DATA TO EXAMINE below:

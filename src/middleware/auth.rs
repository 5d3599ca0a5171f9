//! Service token middleware for the HTTP surface.
//!
//! Guards the transport with INTERNAL_SERVICE_TOKEN. Health and build info
//! stay public. The per-request ceremony auth header is a separate check done
//! by the coordinator.

use std::sync::Arc;

use actix_web::body::{EitherBody, MessageBody};
use actix_web::dev::{Service, ServiceRequest, ServiceResponse, Transform, forward_ready};
use actix_web::http::header::{AUTHORIZATION, HeaderMap};
use actix_web::{Error, HttpResponse};
use futures_util::future::{LocalBoxFuture, Ready, ready};

use crate::ceremony::ResultEnvelope;
use crate::config::Settings;
use crate::error::CeremonyError;

const PUBLIC_PATHS: &[&str] = &["/health", "/build-info"];
const TOKEN_HEADER: &str = "x-internal-token";

/// When a service token is demanded and what it must be.
#[derive(Debug, Clone, PartialEq, Eq)]
pub enum TokenPolicy {
    /// Every non-public request must present the token.
    Required(String),
    /// A presented token must match, but none is needed.
    Optional(String),
    /// No token configured.
    Open,
    /// Token demanded but never configured: reject everything.
    Misconfigured,
}

impl TokenPolicy {
    pub fn from_settings(settings: &Settings) -> Self {
        match (settings.internal_token_required(), settings.internal_token()) {
            (true, Some(token)) => Self::Required(token.to_string()),
            (true, None) => Self::Misconfigured,
            (false, Some(token)) => Self::Optional(token.to_string()),
            (false, None) => Self::Open,
        }
    }

    /// Whether a request carrying `provided` may pass.
    pub fn allows(&self, provided: Option<&str>) -> bool {
        match (self, provided) {
            (Self::Open, _) | (Self::Optional(_), None) => true,
            (Self::Required(expected) | Self::Optional(expected), Some(provided)) => {
                provided == expected
            }
            (Self::Required(_) | Self::Misconfigured, None) | (Self::Misconfigured, Some(_)) => {
                false
            }
        }
    }
}

/// Token from `Authorization: Bearer` or, failing that, `X-Internal-Token`.
fn presented_token(headers: &HeaderMap) -> Option<String> {
    let bearer = headers
        .get(AUTHORIZATION)
        .and_then(|value| value.to_str().ok())
        .and_then(|value| value.strip_prefix("Bearer "));
    let fallback = || {
        headers
            .get(TOKEN_HEADER)
            .and_then(|value| value.to_str().ok())
    };
    bearer.or_else(fallback).map(|token| token.trim().to_string())
}

/// Middleware enforcing the service token on every non-public path.
#[derive(Clone)]
pub struct InternalAuth {
    policy: Arc<TokenPolicy>,
}

impl InternalAuth {
    pub fn new(settings: &Settings) -> Self {
        Self::with_policy(TokenPolicy::from_settings(settings))
    }

    pub fn with_policy(policy: TokenPolicy) -> Self {
        Self {
            policy: Arc::new(policy),
        }
    }
}

impl<S, B> Transform<S, ServiceRequest> for InternalAuth
where
    S: Service<ServiceRequest, Response = ServiceResponse<B>, Error = Error> + 'static,
    B: MessageBody + 'static,
{
    type Response = ServiceResponse<EitherBody<B>>;
    type Error = Error;
    type InitError = ();
    type Transform = InternalAuthMiddleware<S>;
    type Future = Ready<Result<Self::Transform, Self::InitError>>;

    fn new_transform(&self, service: S) -> Self::Future {
        ready(Ok(InternalAuthMiddleware {
            service,
            policy: Arc::clone(&self.policy),
        }))
    }
}

pub struct InternalAuthMiddleware<S> {
    service: S,
    policy: Arc<TokenPolicy>,
}

impl<S, B> Service<ServiceRequest> for InternalAuthMiddleware<S>
where
    S: Service<ServiceRequest, Response = ServiceResponse<B>, Error = Error> + 'static,
    B: MessageBody + 'static,
{
    type Response = ServiceResponse<EitherBody<B>>;
    type Error = Error;
    type Future = LocalBoxFuture<'static, Result<Self::Response, Self::Error>>;

    forward_ready!(service);

    fn call(&self, req: ServiceRequest) -> Self::Future {
        let public = PUBLIC_PATHS.contains(&req.path());
        if !public && !self.policy.allows(presented_token(req.headers()).as_deref()) {
            tracing::warn!(path = %req.path(), "Rejected request without valid service token");
            let err = CeremonyError::Unauthorized("missing or invalid service token".to_string());
            let response = HttpResponse::Unauthorized().json(ResultEnvelope::error(None, &err));
            let (req, _pl) = req.into_parts();
            return Box::pin(async move {
                Ok(ServiceResponse::new(req, response.map_into_right_body()))
            });
        }

        let fut = self.service.call(req);
        Box::pin(async move { fut.await.map(ServiceResponse::map_into_left_body) })
    }
}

End of DATA TO EXAMINE.

Please reproduce all of the entries above exactly as they appear.

[ANSWER TO THE EXERCISE]:
filename src/middleware/auth.rs
repository 5d3599ca0a5171f9
//! Service token middleware for the HTTP surface.
//!
//! Guards the transport with INTERNAL_SERVICE_TOKEN. Health and build info
//! stay public. The per-request ceremony auth header is a separate check done
//! by the coordinator.

use std::sync::Arc;

use actix_web::body::{EitherBody, MessageBody};
use actix_web::dev::{Service, ServiceRequest, ServiceResponse, Transform, forward_ready};
use actix_web::http::header::{AUTHORIZATION, HeaderMap};
use actix_web::{Error, HttpResponse};
use futures_util::future::{LocalBoxFuture, Ready, ready};

use crate::ceremony::ResultEnvelope;
use crate::config::Settings;
use crate::error::CeremonyError;

const PUBLIC_PATHS: &[&str] = &["/health", "/build-info"];
const TOKEN_HEADER: &str = "x-internal-token";

/// When a service token is demanded and what it must be.
#[derive(Debug, Clone, PartialEq, Eq)]
pub enum TokenPolicy {
    /// Every non-public request must present the token.
    Required(String),
    /// A presented token must match, but none is needed.
    Optional(String),
    /// No token configured.
    Open,
    /// Token demanded but never configured: reject everything.
    Misconfigured,
}

impl TokenPolicy {
    pub fn from_settings(settings: &Settings) -> Self {
        match (settings.internal_token_required(), settings.internal_token()) {
            (true, Some(token)) => Self::Required(token.to_string()),
            (true, None) => Self::Misconfigured,
            (false, Some(token)) => Self::Optional(token.to_string()),
            (false, None) => Self::Open,
        }
    }

    /// Whether a request carrying `provided` may pass.
    pub fn allows(&self, provided: Option<&str>) -> bool {
        match (self, provided) {
            (Self::Open, _) | (Self::Optional(_), None) => true,
            (Self::Required(expected) | Self::Optional(expected), Some(provided)) => {
                provided == expected
            }
            (Self::Required(_) | Self::Misconfigured, None) | (Self::Misconfigured, Some(_)) => {
                false
            }
        }
    }
}

/// Token from `Authorization: Bearer` or, failing that, `X-Internal-Token`.
fn presented_token(headers: &HeaderMap) -> Option<String> {
    let bearer = headers
        .get(AUTHORIZATION)
        .and_then(|value| value.to_str().ok())
        .and_then(|value| value.strip_prefix("Bearer "));
    let fallback = || {
        headers
            .get(TOKEN_HEADER)
            .and_then(|value| value.to_str().ok())
    };
    bearer.or_else(fallback).map(|token| token.trim().to_string())
}

/// Middleware enforcing the service token on every non-public path.
#[derive(Clone)]
pub struct InternalAuth {
    policy: Arc<TokenPolicy>,
}

impl InternalAuth {
    pub fn new(settings: &Settings) -> Self {
        Self::with_policy(TokenPolicy::from_settings(settings))
    }

    pub fn with_policy(policy: TokenPolicy) -> Self {
        Self {
            policy: Arc::new(policy),
        }
    }
}

impl<S, B> Transform<S, ServiceRequest> for InternalAuth
where
    S: Service<ServiceRequest, Response = ServiceResponse<B>, Error = Error> + 'static,
    B: MessageBody + 'static,
{
    type Response = ServiceResponse<EitherBody<B>>;
    type Error = Error;
    type InitError = ();
    type Transform = InternalAuthMiddleware<S>;
    type Future = Ready<Result<Self::Transform, Self::InitError>>;

    fn new_transform(&self, service: S) -> Self::Future {
        ready(Ok(InternalAuthMiddleware {
            service,
            policy: Arc::clone(&self.policy),
        }))
    }
}

pub struct InternalAuthMiddleware<S> {
    service: S,
    policy: Arc<TokenPolicy>,
}

impl<S, B> Service<ServiceRequest> for InternalAuthMiddleware<S>
where
    S: Service<ServiceRequest, Response = ServiceResponse<B>, Error = Error> + 'static,
    B: MessageBody + 'static,
{
    type Response = ServiceResponse<EitherBody<B>>;
    type Error = Error;
    type Future = LocalBoxFuture<'static, Result<Self::Response, Self::Error>>;

    forward_ready!(service);

    fn call(&self, req: ServiceRequest) -> Self::Future {
        let public = PUBLIC_PATHS.contains(&req.path());
        if !public && !self.policy.allows(presented_token(req.headers()).as_deref()) {
            tracing::warn!(path = %req.path(), "Rejected request without valid service token");
            let err = CeremonyError::Unauthorized("missing or invalid service token".to_string());
            let response = HttpResponse::Unauthorized().json(ResultEnvelope::error(None, &err));
            let (req, _pl) = req.into_parts();
            return Box::pin(async move {
                Ok(ServiceResponse::new(req, response.map_into_right_body()))
            });
        }

        let fut = self.service.call(req);
        Box::pin(async move { fut.await.map(ServiceResponse::map_into_left_body) })
    }
}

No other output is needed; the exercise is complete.